A doença trofoblástica gestacional (DTG) é um espectro de condições que surgem da proliferação anormal do trofoblasto, variando de mola hidatiforme benigna a neoplasias trofoblásticas gestacionais malignas. É fundamental para ginecologistas e obstetras reconhecer suas manifestações. As manifestações clínicas da DTG são diversas e incluem sangramento vaginal irregular, útero maior que o esperado para a idade gestacional, hiperêmese gravídica severa e, devido aos níveis elevados de hCG, hipertireoidismo e o desenvolvimento de cistos teca-luteínicos ovarianos. O diagnóstico da DTG é feito por ultrassonografia e dosagem de hCG. O tratamento envolve a evacuação uterina, geralmente por aspiração a vácuo, e acompanhamento rigoroso dos níveis de hCG para detectar e tratar precocemente qualquer doença persistente ou maligna.

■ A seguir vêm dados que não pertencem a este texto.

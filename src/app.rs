use eframe::egui;

use crate::state::AppState;
use crate::ui::{cards, panels};

// ---------------------------------------------------------------------------
// eframe App implementation
// ---------------------------------------------------------------------------

#[derive(Default)]
pub struct NewsDashboardApp {
    pub state: AppState,
}

impl eframe::App for NewsDashboardApp {
    fn update(&mut self, ctx: &egui::Context, _frame: &mut eframe::Frame) {
        // ---- Top panel: menu bar ----
        egui::TopBottomPanel::top("top_bar").show(ctx, |ui| {
            panels::top_bar(ui, &mut self.state);
        });

        // ---- Bottom panel: status / errors ----
        if self.state.status_message.is_some() {
            egui::TopBottomPanel::bottom("status_bar").show(ctx, |ui| {
                panels::status_bar(ui, &mut self.state);
            });
        }

        // ---- Left side panel: filters ----
        egui::SidePanel::left("filter_panel")
            .default_width(240.0)
            .resizable(true)
            .show(ctx, |ui| {
                panels::side_panel(ui, &mut self.state);
            });

        // ---- Central panel: story cards ----
        egui::CentralPanel::default().show(ctx, |ui| {
            cards::story_cards(ui, &self.state);
        });
    }
}
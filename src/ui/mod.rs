pub mod cards;
pub mod panels;
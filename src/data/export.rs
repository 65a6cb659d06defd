use std::path::Path;

use anyhow::{Context, Result};

use super::model::StoryTable;

/// File name offered in the save dialog.
pub const DEFAULT_EXPORT_NAME: &str = "filtered_news.csv";

/// Serialize the table as UTF-8 CSV with a header row. Dates are written as
/// `YYYY-MM-DD` (plus the time of day when there is one).
pub fn to_csv_bytes(table: &StoryTable) -> Result<Vec<u8>> {
    let mut writer = csv::Writer::from_writer(Vec::new());
    writer
        .write_record(&table.columns)
        .context("writing CSV header")?;
    for (row_no, story) in table.stories.iter().enumerate() {
        let record: Vec<String> = (0..table.columns.len())
            .map(|i| story.cell(i).to_text())
            .collect();
        writer
            .write_record(&record)
            .with_context(|| format!("writing CSV row {row_no}"))?;
    }
    writer.into_inner().context("flushing CSV output")
}

/// Write the table to `path` as CSV.
pub fn save_csv(table: &StoryTable, path: &Path) -> Result<()> {
    let bytes = to_csv_bytes(table)?;
    std::fs::write(path, bytes).with_context(|| format!("writing {}", path.display()))
}

#[cfg(test)]
mod tests {
    use super::*;
    use crate::data::filter::{apply_filters, FilterCriteria};
    use crate::data::loader::load_csv_reader;
    use crate::data::model::{CellValue, Story};
    use crate::data::preprocess::prepare;

    fn table() -> StoryTable {
        let raw = load_csv_reader(
            "Date,Headline,Tags,Words,Links\n\
             2024-01-03,\"Quoted, headline\",Economy;Markets,120,https://a.example\n\
             01/09/2024,Second,Politics,80,\n"
                .as_bytes(),
        )
        .unwrap();
        prepare(raw).table
    }

    #[test]
    fn header_and_iso_dates() {
        let csv = String::from_utf8(to_csv_bytes(&table()).unwrap()).unwrap();
        let mut lines = csv.lines();
        assert_eq!(lines.next(), Some("Date,Headline,Tags,Words,Links"));
        assert_eq!(
            lines.next(),
            Some("2024-01-03,\"Quoted, headline\",Economy;Markets,120,https://a.example")
        );
        assert_eq!(lines.next(), Some("2024-01-09,Second,Politics,80,"));
    }

    #[test]
    fn filtered_export_round_trips() {
        let original = table();
        let prepared = prepare(original.clone());
        let filtered = apply_filters(&prepared.table, &prepared.schema, &FilterCriteria::default());
        let bytes = to_csv_bytes(&filtered).unwrap();
        let reloaded = prepare(load_csv_reader(bytes.as_slice()).unwrap()).table;
        assert_eq!(reloaded.columns, filtered.columns);
        assert_eq!(reloaded.stories, filtered.stories);
    }

    #[test]
    fn empty_table_exports_header_only() {
        let empty = StoryTable::new(vec!["A".into(), "B".into()], Vec::<Story>::new());
        let csv = String::from_utf8(to_csv_bytes(&empty).unwrap()).unwrap();
        assert_eq!(csv, "A,B\n");
    }

    #[test]
    fn save_writes_file() {
        let dir = tempfile::tempdir().unwrap();
        let path = dir.path().join(DEFAULT_EXPORT_NAME);
        let table = StoryTable::new(
            vec!["Title".into()],
            vec![Story {
                cells: vec![CellValue::String("Hello".into())],
            }],
        );
        save_csv(&table, &path).unwrap();
        assert_eq!(std::fs::read_to_string(&path).unwrap(), "Title\nHello\n");
    }
}
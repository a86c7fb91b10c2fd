//! SSTable writer — builds a complete SSTable file from sorted iterators.
//!
//! The [`SstWriter`] struct accepts two sorted streams:
//!
//! - **Point entries** ([`PointEntry`](crate::engine::PointEntry)): key/value pairs or point tombstones.
//! - **Range tombstones** ([`RangeTombstone`](crate::engine::RangeTombstone)):
//!   delete intervals covering key ranges.
//!
//! and writes a fully-structured SSTable containing header, data blocks, bloom
//! filter, range tombstone block, properties block, metaindex block, index
//! block, and footer.
//!
//! # Input Requirements
//!
//! - `point_entries` **must be sorted by key** so that all entries for a given
//!   key are **grouped (adjacent)**. Duplicate keys are allowed — SSTables may
//!   store multiple versions of the same logical key.
//! - `range_tombstones` **must be sorted by start key**. Overlapping range
//!   tombstones are allowed; per-key resolution prefers the tombstone with the
//!   highest LSN (tie-breaker: timestamp).
//!
//! # Output Guarantees
//!
//! - All point entries are grouped into data blocks and written with per-block CRC32.
//! - Bloom filter is built from keys (including point tombstones).
//! - Properties capture min/max keys, LSNs, timestamps and counts.
//! - The final file is written atomically using a `.tmp` → final rename.
//!
//! # Atomicity
//!
//! 1. Write everything to `path.tmp`.
//! 2. Flush and sync the file.
//! 3. Rename `path.tmp` → `path` atomically.
//!
//! A crash cannot produce a partially-written SSTable.

use std::{
    fs::{File, OpenOptions, rename},
    io::{BufWriter, Seek, Write},
    mem,
    path::Path,
    time::{SystemTime, UNIX_EPOCH},
};
use super::*;
use crate::dict::Term;

#[test]
fn rewrite_replaces_empty_and_fragment_refs() {
    let out = rewrite_relative_refs(
        "DELETE {<> <urn:p:title> \"A\"} INSERT {<> <urn:p:title> \"B\" ; <#h> <urn:p:title> \"hash\"} WHERE {}",
        "urn:fcres:x",
    );
    assert!(out.contains("<urn:fcres:x>"));
    assert!(out.contains("<urn:fcres:x#h>"));
    assert!(!out.contains("<>"));
    assert!(!out.contains("<#h>"));
}

#[test]
fn rewrite_leaves_absolute_iris_untouched() {
    let out = rewrite_relative_refs("SELECT * WHERE { ?s <urn:p:1> <urn:o:1> }", "urn:fcres:x");
    assert!(out.contains("<urn:p:1>"));
    assert!(out.contains("<urn:o:1>"));
}

#[test]
fn delta_replaces_title_and_adds_hash_fragment_triple() {
    let pre = vec![ImrTriple {
        subject: Term::iri("urn:fcres:x").unwrap(),
        predicate: Term::iri("http://purl.org/dc/terms/title").unwrap(),
        object: Term::Literal(oxrdf::Literal::new_simple_literal("A")),
    }];

    let update = "DELETE {<> <http://purl.org/dc/terms/title> \"A\"} \
                  INSERT {<> <http://purl.org/dc/terms/title> \"B\" ; \
                  <#h> <http://purl.org/dc/terms/title> \"hash\"} WHERE {}";

    let (remove, add) = sparql_delta("urn:fcres:x", &pre, update).unwrap();

    assert_eq!(remove.len(), 1);
    assert!(remove
        .iter()
        .any(|t| matches!(&t.object, Term::Literal(l) if l.value() == "A")));

    assert_eq!(add.len(), 2);
    assert!(add
        .iter()
        .any(|t| matches!(&t.object, Term::Literal(l) if l.value() == "B")));
    assert!(add.iter().any(|t| matches!(&t.subject, Term::NamedNode(n) if n.as_str() == "urn:fcres:x#h")));
}

#[test]
fn delta_is_empty_for_a_no_op_update() {
    let pre = vec![ImrTriple {
        subject: Term::iri("urn:fcres:x").unwrap(),
        predicate: Term::iri("http://purl.org/dc/terms/title").unwrap(),
        object: Term::Literal(oxrdf::Literal::new_simple_literal("A")),
    }];
    let (remove, add) = sparql_delta("urn:fcres:x", &pre, "INSERT {} WHERE {}").unwrap();
    assert!(remove.is_empty());
    assert!(add.is_empty());
}
use crate::compaction::CompactionStrategyType;
use crate::engine::EngineConfig;
use crate::kv::Environment;

fn test_config() -> EngineConfig {
    EngineConfig {
        write_buffer_size: 4096,
        compaction_strategy: CompactionStrategyType::Stcs,
        bucket_low: 0.5,
        bucket_high: 1.5,
        min_sstable_size: 50,
        min_threshold: 4,
        max_threshold: 32,
        tombstone_ratio_threshold: 0.3,
        tombstone_compaction_interval: 0,
        tombstone_bloom_fallback: true,
        tombstone_range_drop: true,
        thread_pool_size: 1,
    }
}

#[test]
fn put_get_commit_is_visible() {
    let dir = tempfile::tempdir().unwrap();
    let env = Environment::open(dir.path(), &["a", "b"], test_config(), 8).unwrap();

    let mut txn = env.begin_write().unwrap();
    txn.put("a", b"k1".to_vec(), b"v1".to_vec()).unwrap();
    txn.commit().unwrap();

    let read = env.begin_read().unwrap();
    assert_eq!(read.get("a", b"k1").unwrap(), Some(b"v1".to_vec()));
    assert_eq!(read.get("b", b"k1").unwrap(), None);
}

#[test]
fn abort_never_reaches_engine() {
    let dir = tempfile::tempdir().unwrap();
    let env = Environment::open(dir.path(), &["a"], test_config(), 8).unwrap();

    let mut txn = env.begin_write().unwrap();
    txn.put("a", b"k1".to_vec(), b"v1".to_vec()).unwrap();
    txn.abort();

    let read = env.begin_read().unwrap();
    assert_eq!(read.get("a", b"k1").unwrap(), None);
}

#[test]
fn write_txn_sees_its_own_staged_writes() {
    let dir = tempfile::tempdir().unwrap();
    let env = Environment::open(dir.path(), &["a"], test_config(), 8).unwrap();

    let mut txn = env.begin_write().unwrap();
    txn.put("a", b"k1".to_vec(), b"v1".to_vec()).unwrap();
    assert_eq!(txn.get("a", b"k1").unwrap(), Some(b"v1".to_vec()));
    txn.commit().unwrap();
}

#[test]
fn read_txn_cannot_write() {
    let dir = tempfile::tempdir().unwrap();
    let env = Environment::open(dir.path(), &["a"], test_config(), 8).unwrap();

    let mut txn = env.begin_read().unwrap();
    let err = txn.put("a", b"k1".to_vec(), b"v1".to_vec()).unwrap_err();
    assert!(matches!(err, super::KvError::ReadOnly));
}

#[test]
fn scan_merges_staged_and_committed() {
    let dir = tempfile::tempdir().unwrap();
    let env = Environment::open(dir.path(), &["a"], test_config(), 8).unwrap();

    let mut txn = env.begin_write().unwrap();
    txn.put("a", b"k1".to_vec(), b"v1".to_vec()).unwrap();
    txn.commit().unwrap();

    let mut txn = env.begin_write().unwrap();
    txn.put("a", b"k2".to_vec(), b"v2".to_vec()).unwrap();
    txn.delete("a", b"k1".to_vec()).unwrap();
    let seen: Vec<_> = txn.scan("a", b"k0", b"k9").unwrap().collect();
    assert_eq!(seen, vec![(b"k2".to_vec(), b"v2".to_vec())]);
}

#[test]
fn unknown_dbi_is_an_error() {
    let dir = tempfile::tempdir().unwrap();
    let env = Environment::open(dir.path(), &["a"], test_config(), 8).unwrap();
    let txn = env.begin_read().unwrap();
    assert!(txn.get("missing", b"k").is_err());
}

Os sinais e sintomas incluem sangramento vaginal irregular, útero maior que o esperado para a idade gestacional, hiperêmese gravídica, hipertireoidismo e, em casos mais graves, toxemia gravídica precoce.
A DTG produz níveis extremamente elevados de gonadotrofina coriônica humana (hCG), que possui uma subunidade alfa semelhante à do TSH. Em altas concentrações, o hCG pode se ligar aos receptores de TSH na tireoide, estimulando a produção de hormônios tireoidianos e causando hipertireoidismo.
Cistos teca-luteínicos são cistos ovarianos benignos que se desenvolvem devido à estimulação excessiva dos ovários pelos altos níveis de hCG na doença trofoblástica gestacional. Eles geralmente regridem espontaneamente após a resolução da DTG.